- Texte visé : Projet de loi de finances pour 2026, n° 1906
- Stade de lecture : 1ère lecture (1ère assemblée saisie)
- Examiné par : Assemblée nationale (séance publique)
I. – L’article 219 quater du code général des impôts est ainsi rétabli :
« Art. 219 quater. – Par dérogation aux dispositions de l’article 219, le taux de l’impôt sur les sociétés est porté à 35 % pour les entreprises qui manquent aux obligations prévues à l’article L. 1233‑61‑1 du code du travail. »
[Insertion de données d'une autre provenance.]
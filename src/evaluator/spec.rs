// src/evaluator/spec.rs — Serializable evaluator descriptions
//
// Both suite formats resolve checks through `EvaluatorSpec::build`, so the
// parameter validation lives in one place.

use std::sync::Arc;

use serde::{Deserialize, Serialize};

use super::{
    negate, ClassificationLabel, ContainsLink, ContainsValidLink, CosineSimilarity, Evaluator,
    LengthBound, LlmGrader, MatchKind, MatchesClassification, RegexMatch, Shape, ShapeCheck,
    TextMatch,
};
use crate::infra::errors::ProbeError;

#[derive(Debug, Clone, PartialEq, Serialize, Deserialize)]
#[serde(tag = "type", rename_all = "snake_case")]
pub enum EvaluatorSpec {
    Equals {
        expected: String,
        #[serde(default)]
        case_sensitive: bool,
    },
    Contains {
        keyword: String,
        #[serde(default)]
        case_sensitive: bool,
    },
    ContainsAll {
        keywords: Vec<String>,
        #[serde(default)]
        case_sensitive: bool,
    },
    ContainsAny {
        keywords: Vec<String>,
        #[serde(default)]
        case_sensitive: bool,
    },
    ContainsNone {
        keywords: Vec<String>,
        #[serde(default)]
        case_sensitive: bool,
    },
    StartsWith {
        substring: String,
        #[serde(default)]
        case_sensitive: bool,
    },
    EndsWith {
        substring: String,
        #[serde(default)]
        case_sensitive: bool,
    },
    Regex {
        pattern: String,
    },
    IsJson,
    ContainsJson,
    IsEmail,
    ContainsEmail,
    IsPhoneNumber,
    ContainsPhoneNumber,
    ContainsCreditCardNumber,
    ContainsLink,
    ContainsValidLink,
    LengthLessThan {
        max_length: usize,
    },
    LengthGreaterThan {
        min_length: usize,
    },
    GradeUsingLlm {
        rubric: String,
    },
    IsPositiveSentiment,
    IsNegativeSentiment,
    ContainsPii,
    NotContainsPii,
    CosineSimilarityAboveThreshold {
        comparison: String,
        threshold: f64,
    },
    CosineSimilarityBelowThreshold {
        comparison: String,
        threshold: f64,
    },
    MatchesDesiredClassification {
        labels: Vec<ClassificationLabel>,
        input_description: String,
        task_description: String,
        expected_label: String,
    },
    Negate {
        eval: Box<EvaluatorSpec>,
    },
}

fn text(kind: MatchKind, case_sensitive: bool) -> Arc<dyn Evaluator> {
    Arc::new(TextMatch::new(kind).case_sensitive(case_sensitive))
}

fn invalid(evaluator: &str, message: impl Into<String>) -> ProbeError {
    ProbeError::evaluator(evaluator, message)
}

impl EvaluatorSpec {
    /// Validate parameters and construct the evaluator.
    pub fn build(&self) -> Result<Arc<dyn Evaluator>, ProbeError> {
        use EvaluatorSpec as S;

        let evaluator: Arc<dyn Evaluator> = match self {
            S::Equals {
                expected,
                case_sensitive,
            } => text(MatchKind::Equals(expected.clone()), *case_sensitive),
            S::Contains {
                keyword,
                case_sensitive,
            } => text(MatchKind::Contains(keyword.clone()), *case_sensitive),
            S::ContainsAll {
                keywords,
                case_sensitive,
            } => text(MatchKind::ContainsAll(keywords.clone()), *case_sensitive),
            S::ContainsAny {
                keywords,
                case_sensitive,
            } => text(MatchKind::ContainsAny(keywords.clone()), *case_sensitive),
            S::ContainsNone {
                keywords,
                case_sensitive,
            } => text(MatchKind::ContainsNone(keywords.clone()), *case_sensitive),
            S::StartsWith {
                substring,
                case_sensitive,
            } => text(MatchKind::StartsWith(substring.clone()), *case_sensitive),
            S::EndsWith {
                substring,
                case_sensitive,
            } => text(MatchKind::EndsWith(substring.clone()), *case_sensitive),
            S::Regex { pattern } => Arc::new(
                RegexMatch::new(pattern)
                    .map_err(|e| invalid("regex", format!("invalid pattern: {e}")))?,
            ),
            S::IsJson => Arc::new(ShapeCheck(Shape::IsJson)),
            S::ContainsJson => Arc::new(ShapeCheck(Shape::ContainsJson)),
            S::IsEmail => Arc::new(ShapeCheck(Shape::IsEmail)),
            S::ContainsEmail => Arc::new(ShapeCheck(Shape::ContainsEmail)),
            S::IsPhoneNumber => Arc::new(ShapeCheck(Shape::IsPhoneNumber)),
            S::ContainsPhoneNumber => Arc::new(ShapeCheck(Shape::ContainsPhoneNumber)),
            S::ContainsCreditCardNumber => Arc::new(ShapeCheck(Shape::ContainsCreditCardNumber)),
            S::ContainsLink => Arc::new(ContainsLink),
            S::ContainsValidLink => Arc::new(ContainsValidLink),
            S::LengthLessThan { max_length } => Arc::new(LengthBound::LessThan(*max_length)),
            S::LengthGreaterThan { min_length } => Arc::new(LengthBound::GreaterThan(*min_length)),
            S::GradeUsingLlm { rubric } => {
                if rubric.trim().is_empty() {
                    return Err(invalid("grade_using_llm", "rubric must not be empty"));
                }
                Arc::new(LlmGrader::new(rubric.clone()))
            }
            S::IsPositiveSentiment => Arc::new(LlmGrader::is_positive_sentiment()),
            S::IsNegativeSentiment => Arc::new(LlmGrader::is_negative_sentiment()),
            S::ContainsPii => Arc::new(LlmGrader::contains_pii()),
            S::NotContainsPii => Arc::new(LlmGrader::not_contains_pii()),
            S::CosineSimilarityAboveThreshold {
                comparison,
                threshold,
            } => {
                check_threshold("cosine_similarity_above_threshold", *threshold)?;
                Arc::new(CosineSimilarity::above(comparison.clone(), *threshold))
            }
            S::CosineSimilarityBelowThreshold {
                comparison,
                threshold,
            } => {
                check_threshold("cosine_similarity_below_threshold", *threshold)?;
                Arc::new(CosineSimilarity::below(comparison.clone(), *threshold))
            }
            S::MatchesDesiredClassification {
                labels,
                input_description,
                task_description,
                expected_label,
            } => {
                if !labels.iter().any(|l| &l.label == expected_label) {
                    return Err(invalid(
                        "matches_desired_classification",
                        format!("expected label '{expected_label}' is not among the labels"),
                    ));
                }
                Arc::new(MatchesClassification {
                    labels: labels.clone(),
                    input_description: input_description.clone(),
                    task_description: task_description.clone(),
                    expected: expected_label.clone(),
                })
            }
            S::Negate { eval } => negate(eval.build()?),
        };
        Ok(evaluator)
    }
}

fn check_threshold(evaluator: &str, threshold: f64) -> Result<(), ProbeError> {
    if (-1.0..=1.0).contains(&threshold) {
        Ok(())
    } else {
        Err(invalid(
            evaluator,
            format!("threshold {threshold} is outside [-1, 1]"),
        ))
    }
}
II. – Après l’article L. 1233‑61 du code du travail, il est inséré un article L. 1233‑61‑1 ainsi rédigé :
« Art. L. 1233‑61‑1. – I. – Toute entreprise dominante, au sens de l’article L. 2331‑1 du code du travail, réalisant un chiffre d’affaires annuel supérieur à 100 millions d’euros et dont une ou plusieurs filiales procèdent à un licenciement économique pour motif de cessation d’activité, est tenue de prendre en charge financièrement le plan de sauvegarde de l’emploi établi par ces filiales.
« II. – À défaut de prise en charge financière du plan de sauvegarde de l’emploi, l’entreprise dominante est tenue de rembourser à l’État, dans un délai de six mois à compter de la notification de la décision de licenciement, le montant total des aides publiques perçues au cours de l’année civile en cours.
« III. – Le remboursement des aides publiques est exigible dès la constatation par l’autorité administrative compétente du non-respect de l’obligation prévue au I. Les modalités de ce remboursement sont fixées par décret en Conseil d’État.
« IV. – Les dispositions du présent article ne font pas obstacle à l’application des sanctions pénales ou administratives prévues par la loi en cas de non-respect des obligations relatives au plan de sauvegarde de l’emploi. »
Par cet amendement, le groupe LFI souhaite empêcher les manœuvres de certains groupes qui profitent de la législation sur les licenciements économiques pour faire payer à l’État les frais du plan de sauvegarde de l’emploi (PSE) établi par l’une de leurs filiales. Il vise à demander à ces entreprises de prendre en charge le paiement du PSE, sous peine de devoir rembourser à l’État les aides publiques versées au titre de l’année civile en cours, faute de quoi leur impôt sur les sociétés est majoré afin de payer leur dû à la société.
La situation ubuesque qu’a vécue cette année l’entreprise Lecas Industries a fait cas d’école. Alors que des engagements écrits avaient été donnés par la direction de la filiale du groupe Hamelin, que les engagements du PSE seraient honorés et que, financièrement, l’entreprise avait « 2,5 millions d’euros de trésorerie, 3 millions d’euros de fonds propres », le groupe a placé l’entreprise en liquidation judiciaire et argué de son impossibilité de l’honorer quelques mois après.
Tous les observateurs de cette situation quasi-inédite, mais qui semble se reproduire ailleurs depuis peu, sont d’accord sur la responsabilité du groupe, dont le chiffre d’affaires s’élève à 600 millions d’euros, de s’acquitter du PSE et non d’en transférer indûment la charge à la collectivité.
Afin de ne pas créer un précédent et de rappeler ce principe de responsabilité, l’État doit prendre position et annoncer cesser toute aide financière à l’égard des groupes qui pourraient être tentés de s'adonner à ces pratiques malhonnêtes et inacceptables.